I was thrilled. I thought of myself as a hard worker and a natural leader. But I still doubted I would ever see myself, or someone who looked like me, in a role like that. Even though that was the same year Barack Obama became the first Black president, I had only learned about white, male leaders in civics and history classes — and those are the same types of people I continued to see in positions of power. The government majors at my college, all the students who were involved with campus politics, were mostly white, and mostly men. It didn’t feel like a space where I’d be welcomed with open arms, and I never saw myself getting involved.

After I graduated from college, I stumbled into organizing online via peer-to-peer texting with Open Progress. I had never heard of digital organizing before, but I felt fueled by training volunteers and fighting for policy issues like pensions, social security, and the expansion of healthcare for all. That was my first taste of what it’s like to mobilize people to vote for candidates who protect the working class and other issues of human and workers’ rights.

Although I had just caught a bug for politics, I still couldn’t ignore that so relatively few Black women and women of color have realized their potential within politics. So when I read about Cori Bush, an activist running for Congress in Missouri, I couldn’t help but let go of a breath I didn’t know I was holding. She is an organizer and Black Lives Matter activist who has been on the ground, working in her community for years, in addition to having experience as a nurse. When she has spoken with reporters, she has often emphasized how that organizing experience shapes her approach to politics. 

When Bush talked about how she plans to approach Congress with plans and policies once she’s in office, she told Crooked Media that, “it may not happen overnight, but we’ll stay diligent,” and that she’s “so used to organizing and pushing things that people don’t want to hear.”

Bush has drawn on her personal backstory a number of times during her campaign to prove that she’s dedicated first and foremost to her community. She’s been a low-wage worker, unhoused, and is a survivor of sexual assault. Bush didn’t run for office in spite of the struggles she faced, but because of them. She understands what being in a marginalized group feels like, and being represented by a politician who does makes folks feel like they have a stake and say in holding their elected officials accountable to the promises they’ve made.

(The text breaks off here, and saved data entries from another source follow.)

//! Startup seeding: a bootstrap admin account, plus optional demo fixtures
//! (`--seed-demo`) mirroring a small two-field deployment.

use bcrypt::{DEFAULT_COST, hash};
use chrono::{Duration, Utc};
use rand::Rng;
use sea_orm::{
    ActiveModelTrait, ColumnTrait, DatabaseConnection, DbErr, EntityTrait, PaginatorTrait,
    QueryFilter, Set,
};
use serde_json::json;
use tracing::info;

use crate::config::ServerConfig;
use crate::db::entities::prelude::*;
use crate::db::entities::{
    plot_activity, sensor_reading, sim_card, sim_payment, station, station_image, user,
    weather_forecast,
};
use crate::db::enums::{PaymentStatus, SimStatus, StationStatus, StationType, UserRole};
use crate::db::new_id;
use crate::services::agronomy;

/// Creates the configured admin account if no user with that name exists.
pub async fn ensure_admin_user(db: &DatabaseConnection, config: &ServerConfig) -> Result<(), DbErr> {
    let existing = User::find()
        .filter(UserColumn::Username.eq(&config.admin_username))
        .one(db)
        .await?;
    if existing.is_some() {
        return Ok(());
    }

    let password_hash = hash(&config.admin_password, DEFAULT_COST)
        .map_err(|e| DbErr::Custom(format!("failed to hash admin password: {e}")))?;

    user::ActiveModel {
        id: Set(new_id("user")),
        username: Set(config.admin_username.clone()),
        password_hash: Set(password_hash),
        role: Set(UserRole::Admin),
        full_name: Set("Administrator".to_string()),
        email: Set(format!("{}@wimarc.local", config.admin_username)),
        is_enabled: Set(true),
        permitted_station_ids: Set(json!([])),
        created_at: Set(Utc::now()),
    }
    .insert(db)
    .await?;

    info!(username = %config.admin_username, "bootstrap admin account created");
    Ok(())
}

/// Loads demo stations, users, SIM records, forecasts, activities, and a week
/// of generated readings. Skipped when any station already exists.
pub async fn seed_demo_data(db: &DatabaseConnection) -> Result<(), DbErr> {
    if Station::find().count(db).await? > 0 {
        info!("stations already present, skipping demo seed");
        return Ok(());
    }

    let now = Utc::now();

    let stations = vec![
        demo_station(
            "weather-1",
            "Weather Station 1 - North Field",
            StationType::Weather,
            13.7563,
            100.5018,
            "North Field, Agricultural Area A",
            StationStatus::Online,
            Some("sim-1"),
            now - Duration::minutes(5),
        ),
        demo_station(
            "weather-2",
            "Weather Station 2 - South Field",
            StationType::Weather,
            13.7463,
            100.5118,
            "South Field, Agricultural Area B",
            StationStatus::Online,
            Some("sim-2"),
            now - Duration::minutes(10),
        ),
        demo_station(
            "soil-1",
            "Soil Station 1 - East Plot",
            StationType::Soil,
            13.7663,
            100.4918,
            "East Plot, Agricultural Area A",
            StationStatus::Online,
            Some("sim-3"),
            now - Duration::minutes(7),
        ),
        demo_station(
            "soil-2",
            "Soil Station 2 - West Plot",
            StationType::Soil,
            13.7363,
            100.5218,
            "West Plot, Agricultural Area B",
            StationStatus::Offline,
            Some("sim-4"),
            now - Duration::hours(2),
        ),
    ];
    Station::insert_many(stations).exec(db).await?;

    let farmer_id = new_id("user");
    let visitor_id = new_id("user");
    let users = vec![
        demo_user(
            &farmer_id,
            "user1",
            UserRole::User,
            "John Farmer",
            "user1@example.com",
            json!(["weather-1", "soil-1"]),
        )?,
        demo_user(
            &visitor_id,
            "guest1",
            UserRole::Guest,
            "Field Visitor",
            "guest1@example.com",
            json!(["weather-1"]),
        )?,
    ];
    User::insert_many(users).exec(db).await?;

    let sims = vec![
        demo_sim("sim-1", "0812345678", "AIS", Some("weather-1"), SimStatus::Active, now),
        demo_sim("sim-2", "0823456789", "DTAC", Some("weather-2"), SimStatus::Active, now),
        demo_sim("sim-3", "0834567890", "TrueMove", Some("soil-1"), SimStatus::Active, now),
        demo_sim(
            "sim-4",
            "0845678901",
            "AIS",
            Some("soil-2"),
            SimStatus::Inactive,
            now - Duration::hours(2),
        ),
    ];
    SimCard::insert_many(sims).exec(db).await?;

    let today = now.date_naive();
    let payments = vec![
        sim_payment::ActiveModel {
            id: Set(new_id("payment")),
            station_id: Set("weather-1".to_string()),
            station_name: Set(Some("Weather Station 1 - North Field".to_string())),
            sim_number: Set("0812345678".to_string()),
            provider: Set("AIS".to_string()),
            amount: Set(199.0),
            due_date: Set(today + Duration::days(14)),
            status: Set(PaymentStatus::Pending),
            paid_date: Set(None),
            notes: Set(None),
        },
        sim_payment::ActiveModel {
            id: Set(new_id("payment")),
            station_id: Set("soil-1".to_string()),
            station_name: Set(Some("Soil Station 1 - East Plot".to_string())),
            sim_number: Set("0834567890".to_string()),
            provider: Set("TrueMove".to_string()),
            amount: Set(149.0),
            due_date: Set(today - Duration::days(3)),
            status: Set(PaymentStatus::Pending),
            paid_date: Set(None),
            notes: Set(Some("carried over from last cycle".to_string())),
        },
        sim_payment::ActiveModel {
            id: Set(new_id("payment")),
            station_id: Set("weather-2".to_string()),
            station_name: Set(Some("Weather Station 2 - South Field".to_string())),
            sim_number: Set("0823456789".to_string()),
            provider: Set("DTAC".to_string()),
            amount: Set(199.0),
            due_date: Set(today - Duration::days(30)),
            status: Set(PaymentStatus::Paid),
            paid_date: Set(Some(today - Duration::days(31))),
            notes: Set(None),
        },
    ];
    SimPayment::insert_many(payments).exec(db).await?;

    let mut forecasts = Vec::new();
    for station_id in ["weather-1", "weather-2"] {
        for day in 1..=5 {
            forecasts.push(weather_forecast::ActiveModel {
                id: Set(new_id("forecast")),
                station_id: Set(station_id.to_string()),
                forecast_date: Set(today + Duration::days(day)),
                temperature: Set(28.0 + day as f64),
                rain_probability: Set(20.0 * day as f64 % 80.0),
                rainfall: Set(if day % 2 == 0 { 4.0 } else { 0.0 }),
                description: Set(if day % 2 == 0 {
                    "Scattered showers".to_string()
                } else {
                    "Partly cloudy".to_string()
                }),
            });
        }
    }
    WeatherForecast::insert_many(forecasts).exec(db).await?;

    let images = vec![
        station_image::ActiveModel {
            id: Set(new_id("image")),
            station_id: Set("weather-1".to_string()),
            image_url: Set("/uploads/weather-1/latest.jpg".to_string()),
            timestamp: Set(now - Duration::minutes(5)),
        },
        station_image::ActiveModel {
            id: Set(new_id("image")),
            station_id: Set("soil-1".to_string()),
            image_url: Set("/uploads/soil-1/latest.jpg".to_string()),
            timestamp: Set(now - Duration::minutes(7)),
        },
    ];
    StationImage::insert_many(images).exec(db).await?;

    let activities = vec![
        plot_activity::ActiveModel {
            id: Set(new_id("activity")),
            station_id: Set("weather-1".to_string()),
            date: Set(today - Duration::days(2)),
            activity_type: Set("Fertilizing".to_string()),
            description: Set("Applied 15-15-15 around the north rows".to_string()),
            created_by: Set(farmer_id.clone()),
            created_by_name: Set("John Farmer".to_string()),
            images: Set(json!(["/uploads/activities/fertilizing-1.jpg"])),
            created_at: Set(now - Duration::days(2)),
        },
        plot_activity::ActiveModel {
            id: Set(new_id("activity")),
            station_id: Set("soil-1".to_string()),
            date: Set(today - Duration::days(1)),
            activity_type: Set("Irrigation".to_string()),
            description: Set("Drip line flushed and run for 40 minutes".to_string()),
            created_by: Set(farmer_id),
            created_by_name: Set("John Farmer".to_string()),
            images: Set(json!([])),
            created_at: Set(now - Duration::days(1)),
        },
    ];
    PlotActivity::insert_many(activities).exec(db).await?;

    for station_id in ["weather-1", "weather-2"] {
        let readings = generate_weather_readings(station_id, 7);
        SensorReading::insert_many(readings).exec(db).await?;
    }
    for station_id in ["soil-1", "soil-2"] {
        let readings = generate_soil_readings(station_id, 7);
        SensorReading::insert_many(readings).exec(db).await?;
    }

    info!("demo fixtures seeded");
    Ok(())
}

fn demo_station(
    id: &str,
    name: &str,
    station_type: StationType,
    latitude: f64,
    longitude: f64,
    address: &str,
    status: StationStatus,
    sim_card_id: Option<&str>,
    last_data_time: chrono::DateTime<Utc>,
) -> station::ActiveModel {
    station::ActiveModel {
        id: Set(id.to_string()),
        name: Set(name.to_string()),
        station_type: Set(station_type),
        latitude: Set(latitude),
        longitude: Set(longitude),
        address: Set(address.to_string()),
        status: Set(status),
        last_data_time: Set(Some(last_data_time)),
        sim_card_id: Set(sim_card_id.map(str::to_string)),
        image_url: Set(Some(format!("/uploads/{id}/latest.jpg"))),
        description: Set(format!("{name} demo installation")),
    }
}

fn demo_user(
    id: &str,
    username: &str,
    role: UserRole,
    full_name: &str,
    email: &str,
    permitted: serde_json::Value,
) -> Result<user::ActiveModel, DbErr> {
    // Demo accounts log in with their username as the password.
    let password_hash = hash(username, DEFAULT_COST)
        .map_err(|e| DbErr::Custom(format!("failed to hash demo password: {e}")))?;
    Ok(user::ActiveModel {
        id: Set(id.to_string()),
        username: Set(username.to_string()),
        password_hash: Set(password_hash),
        role: Set(role),
        full_name: Set(full_name.to_string()),
        email: Set(email.to_string()),
        is_enabled: Set(true),
        permitted_station_ids: Set(permitted),
        created_at: Set(Utc::now()),
    })
}

fn demo_sim(
    id: &str,
    sim_number: &str,
    provider: &str,
    associated_station: Option<&str>,
    status: SimStatus,
    last_communication: chrono::DateTime<Utc>,
) -> sim_card::ActiveModel {
    sim_card::ActiveModel {
        id: Set(id.to_string()),
        sim_number: Set(sim_number.to_string()),
        provider: Set(provider.to_string()),
        associated_station: Set(associated_station.map(str::to_string)),
        status: Set(status),
        last_communication: Set(Some(last_communication)),
    }
}

/// Hourly weather samples over `days`, on a diurnal sine curve with jitter.
fn generate_weather_readings(station_id: &str, days: i64) -> Vec<sensor_reading::ActiveModel> {
    let mut rng = rand::rng();
    let now = Utc::now();
    let mut readings = Vec::with_capacity((days * 24) as usize);

    for hour in 0..days * 24 {
        let timestamp = now - Duration::hours(hour);
        let phase = (hour as f64 / 12.0) * std::f64::consts::PI;
        let temp = 25.0 + phase.sin() * 5.0 + rng.random_range(-1.0..1.0);
        let humidity = 60.0 + phase.sin() * 15.0 + rng.random_range(-2.5..2.5);

        readings.push(sensor_reading::ActiveModel {
            id: Set(new_id("reading")),
            station_id: Set(station_id.to_string()),
            timestamp: Set(timestamp),
            air_temperature: Set(Some((temp * 10.0).round() / 10.0)),
            relative_humidity: Set(Some((humidity * 10.0).round() / 10.0)),
            light_intensity: Set(Some(
                (50000.0 + phase.sin() * 40000.0 + rng.random_range(-2500.0..2500.0)).max(0.0),
            )),
            wind_direction: Set(Some(rng.random_range(0.0f64..360.0).floor())),
            wind_speed: Set(Some(rng.random_range(0.0..10.0))),
            rainfall: Set(Some(if rng.random::<f64>() > 0.9 {
                rng.random_range(0.0..5.0)
            } else {
                0.0
            })),
            atmospheric_pressure: Set(Some(1013.0 + rng.random_range(-5.0..5.0))),
            vpd: Set(Some(agronomy::vpd(temp, humidity))),
            soil_moisture1: Set(None),
            soil_moisture2: Set(None),
        });
    }

    readings
}

/// Hourly soil-moisture samples over `days`.
fn generate_soil_readings(station_id: &str, days: i64) -> Vec<sensor_reading::ActiveModel> {
    let mut rng = rand::rng();
    let now = Utc::now();
    let mut readings = Vec::with_capacity((days * 24) as usize);

    for hour in 0..days * 24 {
        let timestamp = now - Duration::hours(hour);
        let phase = (hour as f64 / 24.0) * std::f64::consts::PI;

        readings.push(sensor_reading::ActiveModel {
            id: Set(new_id("reading")),
            station_id: Set(station_id.to_string()),
            timestamp: Set(timestamp),
            air_temperature: Set(None),
            relative_humidity: Set(None),
            light_intensity: Set(None),
            wind_direction: Set(None),
            wind_speed: Set(None),
            rainfall: Set(None),
            atmospheric_pressure: Set(None),
            vpd: Set(None),
            soil_moisture1: Set(Some(
                ((50.0 + phase.sin() * 20.0 + rng.random_range(-2.5..2.5)) * 10.0).round() / 10.0,
            )),
            soil_moisture2: Set(Some(
                ((55.0 + phase.sin() * 15.0 + rng.random_range(-2.5..2.5)) * 10.0).round() / 10.0,
            )),
        });
    }

    readings
}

Cori Bush won her primary on August 4 in an upset against long-term Congressman William Lacy Clay. When I look at Cori Bush, I don’t simply see the woman who may become the first Black Congresswoman in Missouri history, but someone who undoubtedly had to carve out a space for herself amidst political and non-political spaces, while simultaneously battling against the many forms of oppression Black women face on a daily basis. In politics, Black women often are tasked with being champions for the Black community, carrying emotional labor from white co-workers, and the burnout from the average campaign/advocacy workload of 60+ hour weeks.

That is to say, when I look at Cori Bush, I see myself. I see the struggle women of color, and Black women specifically, constantly endure — in politics and beyond. Organizers like myself always have and always will invest in our communities and work on creating sustainable and equitable change to improve lives, but to make real change, we ultimately need to redefine who our politicians are and what they look like. The faces and complexions of the people who are in positions of political power must reflect the communities they represent, and actively earn the trust and respect of the constituents that put them there. 

For years I’ve been inundated with white-washed history that doesn’t tell the full story. Now, women of color are running for office at an all time high, and we’re more incentivized than ever to stop letting people tell our stories for us. So while the news cycle fills me with dread more often than not, I cherish the headlines that proclaim another woman of color has won an election. I will allow myself to feel the exhilaration and joy that comes from seeing Black women take the world by storm like this, simply because we’ve more than earned it.